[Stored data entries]
■ ■ ■ ■ ■ ■ ■

//! # Patient Signup Handler

use std::sync::Arc;

use axum::{
    extract::{Json, State},
    http::StatusCode,
    response::IntoResponse,
};
use serde::{Deserialize, Serialize};
use tracing::{debug, info, instrument, warn};
use validator::Validate;

use super::auth::validation_message;
use crate::error::{AppError, AppResult};
use crate::models::{AppState, NewPatient, Patient, Role};
use crate::services::store::StoreError;
use crate::utils::validator::{normalize_email, validate_not_blank};

/// Request payload for patient signup
#[derive(Debug, Deserialize, Validate)]
pub struct PatientSignupRequest {
    #[validate(custom(function = "validate_not_blank"))]
    pub name: String,
    #[validate(email)]
    pub email: String,
    #[validate(length(min = 6))]
    pub password: String,
}

/// Response for a successful patient signup
///
/// The record is returned under `patient`, matching the login response.
/// Clients of the earlier API that read `newPatient` must switch to this key.
#[derive(Debug, Serialize, Deserialize)]
pub struct PatientSignupResponse {
    pub message: String,
    pub token: String,
    pub patient: Patient,
}

/// Registers a new patient with an empty wallet.
///
/// POST /api/auth/patient/signup
///
/// Breaking change: the created record is under `patient`, not `newPatient`.
///
/// The email is claimed by a single atomic insert, so two concurrent signups
/// for the same address cannot both succeed.
///
/// # Returns
///
/// - `201 Created` with [`PatientSignupResponse`] - Patient created
/// - `400 Bad Request` - Invalid input or email already registered
/// - `500 Internal Server Error` - Hashing, store or token failure
#[instrument(
    skip_all,
    fields(
        email = %payload.email,
        request_id = %uuid::Uuid::new_v4()
    )
)]
pub async fn patient_signup(
    State(state): State<Arc<AppState>>,
    Json(mut payload): Json<PatientSignupRequest>,
) -> AppResult<impl IntoResponse> {
    debug!("Processing patient signup");

    payload.email = normalize_email(&payload.email);
    if let Err(e) = payload.validate() {
        warn!(errors = %e, "Invalid patient signup payload");
        return Err(AppError::BadRequest(validation_message(&e)));
    }

    let password_hash = state.passwords.hash(&payload.password).await?;

    let new_patient = NewPatient {
        name: payload.name.trim().to_string(),
        email: payload.email,
        password_hash,
    };

    let patient = match state.accounts.insert_patient(new_patient).await {
        Ok(patient) => patient,
        Err(StoreError::EmailTaken) => {
            warn!("Patient email already registered");
            return Err(AppError::BadRequest("User already exists"));
        }
        Err(e) => return Err(e.into()),
    };

    let token = state.jwt_service.issue_token(patient.id, Role::Patient)?;
    info!(patient_id = %patient.id, "Patient created");

    Ok((
        StatusCode::CREATED,
        Json(PatientSignupResponse {
            message: "User created successfully".to_string(),
            token,
            patient,
        }),
    ))
}
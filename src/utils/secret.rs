use std::{env, fs};

use secrecy::SecretString;
use tracing::error;

/// Reads a secret from the file named by `file_env_var_name`, falling back to
/// the plain `env_var_name` variable when no file is configured.
pub fn get_secret(file_env_var_name: &str, env_var_name: &str) -> Option<SecretString> {
    if let Ok(secret_file_path) = env::var(file_env_var_name) {
        // Found a file path, try to read the file
        match fs::read_to_string(&secret_file_path) {
            Ok(content) => Some(SecretString::from(content.trim().to_string())),
            Err(e) => {
                error!(%secret_file_path, ?e, "Error reading secret file");
                None
            }
        }
    } else {
        env::var(env_var_name).ok().map(SecretString::from)
    }
}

■ ■ ■ ■ ■ ■ ■

If a line of the data holds the string "auth", list it.

use super::auth::validation_message;
/// POST /api/auth/patient/signup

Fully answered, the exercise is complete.